Would you please output the data exactly, omitting no line?
=== Begin Enclosure ===
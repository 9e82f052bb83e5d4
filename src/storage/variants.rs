use std::str::FromStr;

use rust_decimal::Decimal;
use sqlx::sqlite::SqliteRow;
use sqlx::{Row, SqliteConnection};

use crate::Result;
use crate::models::{AttributeSet, Variant, is_attribute_superset};

// Decimal columns are stored as TEXT to keep exact money values; the
// sqlite driver has no native Decimal mapping.
fn decimal_column(row: &SqliteRow, column: &str) -> Result<Option<Decimal>> {
    let raw: Option<String> = row.try_get(column)?;
    Ok(raw.as_deref().and_then(|s| Decimal::from_str(s).ok()))
}

fn map_row(row: &SqliteRow) -> Result<Variant> {
    Ok(Variant {
        id: row.try_get("id")?,
        product_id: row.try_get("product_id")?,
        sku: row.try_get("sku")?,
        attributes_json: row.try_get("attributes_json")?,
        variant_url: row.try_get("variant_url")?,
        currency: row.try_get("currency")?,
        current_price: decimal_column(row, "current_price")?,
        previous_price: decimal_column(row, "previous_price")?,
        discount_percent: row.try_get("discount_percent")?,
        current_stock_status: row.try_get("current_stock_status")?,
        previous_stock_status: row.try_get("previous_stock_status")?,
        is_available: row.try_get("is_available")?,
        last_checked_at: row.try_get("last_checked_at")?,
        created_at: row.try_get("created_at")?,
        updated_at: row.try_get("updated_at")?,
    })
}

pub async fn insert(conn: &mut SqliteConnection, variant: &Variant) -> Result<()> {
    sqlx::query(
        r#"
        INSERT INTO variants
            (id, product_id, sku, attributes_json, variant_url, currency,
             current_price, previous_price, discount_percent,
             current_stock_status, previous_stock_status, is_available,
             last_checked_at, created_at, updated_at)
        VALUES (?, ?, ?, ?, ?, ?, ?, ?, ?, ?, ?, ?, ?, ?, ?)
        "#,
    )
    .bind(&variant.id)
    .bind(&variant.product_id)
    .bind(&variant.sku)
    .bind(&variant.attributes_json)
    .bind(&variant.variant_url)
    .bind(&variant.currency)
    .bind(variant.current_price.map(|p| p.to_string()))
    .bind(variant.previous_price.map(|p| p.to_string()))
    .bind(variant.discount_percent)
    .bind(variant.current_stock_status)
    .bind(variant.previous_stock_status)
    .bind(variant.is_available)
    .bind(variant.last_checked_at)
    .bind(variant.created_at)
    .bind(variant.updated_at)
    .execute(conn)
    .await?;

    Ok(())
}

/// Writes the full mutable state of a variant row: the denormalized
/// price/stock snapshot plus SKU and URL backfills.
pub async fn update(conn: &mut SqliteConnection, variant: &Variant) -> Result<()> {
    sqlx::query(
        r#"
        UPDATE variants SET
            sku = ?,
            variant_url = ?,
            currency = ?,
            current_price = ?,
            previous_price = ?,
            discount_percent = ?,
            current_stock_status = ?,
            previous_stock_status = ?,
            is_available = ?,
            last_checked_at = ?,
            updated_at = ?
        WHERE id = ?
        "#,
    )
    .bind(&variant.sku)
    .bind(&variant.variant_url)
    .bind(&variant.currency)
    .bind(variant.current_price.map(|p| p.to_string()))
    .bind(variant.previous_price.map(|p| p.to_string()))
    .bind(variant.discount_percent)
    .bind(variant.current_stock_status)
    .bind(variant.previous_stock_status)
    .bind(variant.is_available)
    .bind(variant.last_checked_at)
    .bind(variant.updated_at)
    .bind(&variant.id)
    .execute(conn)
    .await?;

    Ok(())
}

pub async fn find_by_id(conn: &mut SqliteConnection, id: &str) -> Result<Option<Variant>> {
    let row = sqlx::query("SELECT * FROM variants WHERE id = ?")
        .bind(id)
        .fetch_optional(conn)
        .await?;

    row.as_ref().map(map_row).transpose()
}

pub async fn list_by_product(
    conn: &mut SqliteConnection,
    product_id: &str,
) -> Result<Vec<Variant>> {
    let rows = sqlx::query("SELECT * FROM variants WHERE product_id = ? ORDER BY created_at")
        .bind(product_id)
        .fetch_all(conn)
        .await?;

    rows.iter().map(map_row).collect()
}

/// Distinct variant ids with at least one active tracked item, the working
/// set for a scheduled sweep.
pub async fn list_tracked_ids(conn: &mut SqliteConnection) -> Result<Vec<String>> {
    let ids = sqlx::query_scalar(
        "SELECT DISTINCT variant_id FROM tracked_items WHERE active = 1 ORDER BY variant_id",
    )
    .fetch_all(conn)
    .await?;

    Ok(ids)
}

/// Re-identifies an extracted variant among a product's stored rows:
/// exact attribute-set equality first, then rows whose stored set the
/// extracted one extends, then SKU equality. First hit wins.
pub async fn find_matching(
    conn: &mut SqliteConnection,
    product_id: &str,
    attributes: &AttributeSet,
    sku: Option<&str>,
) -> Result<Option<Variant>> {
    let candidates = list_by_product(conn, product_id).await?;
    Ok(match_variant(&candidates, attributes, sku).cloned())
}

pub fn match_variant<'a>(
    candidates: &'a [Variant],
    attributes: &AttributeSet,
    sku: Option<&str>,
) -> Option<&'a Variant> {
    match_variant_index(candidates, attributes, sku).map(|idx| &candidates[idx])
}

pub fn match_variant_index(
    candidates: &[Variant],
    attributes: &AttributeSet,
    sku: Option<&str>,
) -> Option<usize> {
    if let Some(exact) = candidates
        .iter()
        .position(|v| &v.attributes() == attributes)
    {
        return Some(exact);
    }
    // An attribute-less stored row (the default variant of a page that once
    // yielded no variants) is a subset of anything, so the first richer
    // extraction adopts it here.
    if let Some(superset) = candidates
        .iter()
        .position(|v| is_attribute_superset(attributes, &v.attributes()))
    {
        return Some(superset);
    }

    if let Some(sku) = sku {
        return candidates
            .iter()
            .position(|v| v.sku.as_deref() == Some(sku));
    }

    None
}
=== End Enclosure ===
### Task output
repository 9e82f052bb83e5d4
filename src/storage/variants.rs
use std::str::FromStr;

use rust_decimal::Decimal;
use sqlx::sqlite::SqliteRow;
use sqlx::{Row, SqliteConnection};

use crate::Result;
use crate::models::{AttributeSet, Variant, is_attribute_superset};

// Decimal columns are stored as TEXT to keep exact money values; the
// sqlite driver has no native Decimal mapping.
fn decimal_column(row: &SqliteRow, column: &str) -> Result<Option<Decimal>> {
    let raw: Option<String> = row.try_get(column)?;
    Ok(raw.as_deref().and_then(|s| Decimal::from_str(s).ok()))
}

fn map_row(row: &SqliteRow) -> Result<Variant> {
    Ok(Variant {
        id: row.try_get("id")?,
        product_id: row.try_get("product_id")?,
        sku: row.try_get("sku")?,
        attributes_json: row.try_get("attributes_json")?,
        variant_url: row.try_get("variant_url")?,
        currency: row.try_get("currency")?,
        current_price: decimal_column(row, "current_price")?,
        previous_price: decimal_column(row, "previous_price")?,
        discount_percent: row.try_get("discount_percent")?,
        current_stock_status: row.try_get("current_stock_status")?,
        previous_stock_status: row.try_get("previous_stock_status")?,
        is_available: row.try_get("is_available")?,
        last_checked_at: row.try_get("last_checked_at")?,
        created_at: row.try_get("created_at")?,
        updated_at: row.try_get("updated_at")?,
    })
}

pub async fn insert(conn: &mut SqliteConnection, variant: &Variant) -> Result<()> {
    sqlx::query(
        r#"
        INSERT INTO variants
            (id, product_id, sku, attributes_json, variant_url, currency,
             current_price, previous_price, discount_percent,
             current_stock_status, previous_stock_status, is_available,
             last_checked_at, created_at, updated_at)
        VALUES (?, ?, ?, ?, ?, ?, ?, ?, ?, ?, ?, ?, ?, ?, ?)
        "#,
    )
    .bind(&variant.id)
    .bind(&variant.product_id)
    .bind(&variant.sku)
    .bind(&variant.attributes_json)
    .bind(&variant.variant_url)
    .bind(&variant.currency)
    .bind(variant.current_price.map(|p| p.to_string()))
    .bind(variant.previous_price.map(|p| p.to_string()))
    .bind(variant.discount_percent)
    .bind(variant.current_stock_status)
    .bind(variant.previous_stock_status)
    .bind(variant.is_available)
    .bind(variant.last_checked_at)
    .bind(variant.created_at)
    .bind(variant.updated_at)
    .execute(conn)
    .await?;

    Ok(())
}

/// Writes the full mutable state of a variant row: the denormalized
/// price/stock snapshot plus SKU and URL backfills.
pub async fn update(conn: &mut SqliteConnection, variant: &Variant) -> Result<()> {
    sqlx::query(
        r#"
        UPDATE variants SET
            sku = ?,
            variant_url = ?,
            currency = ?,
            current_price = ?,
            previous_price = ?,
            discount_percent = ?,
            current_stock_status = ?,
            previous_stock_status = ?,
            is_available = ?,
            last_checked_at = ?,
            updated_at = ?
        WHERE id = ?
        "#,
    )
    .bind(&variant.sku)
    .bind(&variant.variant_url)
    .bind(&variant.currency)
    .bind(variant.current_price.map(|p| p.to_string()))
    .bind(variant.previous_price.map(|p| p.to_string()))
    .bind(variant.discount_percent)
    .bind(variant.current_stock_status)
    .bind(variant.previous_stock_status)
    .bind(variant.is_available)
    .bind(variant.last_checked_at)
    .bind(variant.updated_at)
    .bind(&variant.id)
    .execute(conn)
    .await?;

    Ok(())
}

pub async fn find_by_id(conn: &mut SqliteConnection, id: &str) -> Result<Option<Variant>> {
    let row = sqlx::query("SELECT * FROM variants WHERE id = ?")
        .bind(id)
        .fetch_optional(conn)
        .await?;

    row.as_ref().map(map_row).transpose()
}

pub async fn list_by_product(
    conn: &mut SqliteConnection,
    product_id: &str,
) -> Result<Vec<Variant>> {
    let rows = sqlx::query("SELECT * FROM variants WHERE product_id = ? ORDER BY created_at")
        .bind(product_id)
        .fetch_all(conn)
        .await?;

    rows.iter().map(map_row).collect()
}

/// Distinct variant ids with at least one active tracked item, the working
/// set for a scheduled sweep.
pub async fn list_tracked_ids(conn: &mut SqliteConnection) -> Result<Vec<String>> {
    let ids = sqlx::query_scalar(
        "SELECT DISTINCT variant_id FROM tracked_items WHERE active = 1 ORDER BY variant_id",
    )
    .fetch_all(conn)
    .await?;

    Ok(ids)
}

/// Re-identifies an extracted variant among a product's stored rows:
/// exact attribute-set equality first, then rows whose stored set the
/// extracted one extends, then SKU equality. First hit wins.
pub async fn find_matching(
    conn: &mut SqliteConnection,
    product_id: &str,
    attributes: &AttributeSet,
    sku: Option<&str>,
) -> Result<Option<Variant>> {
    let candidates = list_by_product(conn, product_id).await?;
    Ok(match_variant(&candidates, attributes, sku).cloned())
}

pub fn match_variant<'a>(
    candidates: &'a [Variant],
    attributes: &AttributeSet,
    sku: Option<&str>,
) -> Option<&'a Variant> {
    match_variant_index(candidates, attributes, sku).map(|idx| &candidates[idx])
}

pub fn match_variant_index(
    candidates: &[Variant],
    attributes: &AttributeSet,
    sku: Option<&str>,
) -> Option<usize> {
    if let Some(exact) = candidates
        .iter()
        .position(|v| &v.attributes() == attributes)
    {
        return Some(exact);
    }
    // An attribute-less stored row (the default variant of a page that once
    // yielded no variants) is a subset of anything, so the first richer
    // extraction adopts it here.
    if let Some(superset) = candidates
        .iter()
        .position(|v| is_attribute_superset(attributes, &v.attributes()))
    {
        return Some(superset);
    }

    if let Some(sku) = sku {
        return candidates
            .iter()
            .position(|v| v.sku.as_deref() == Some(sku));
    }

    None
}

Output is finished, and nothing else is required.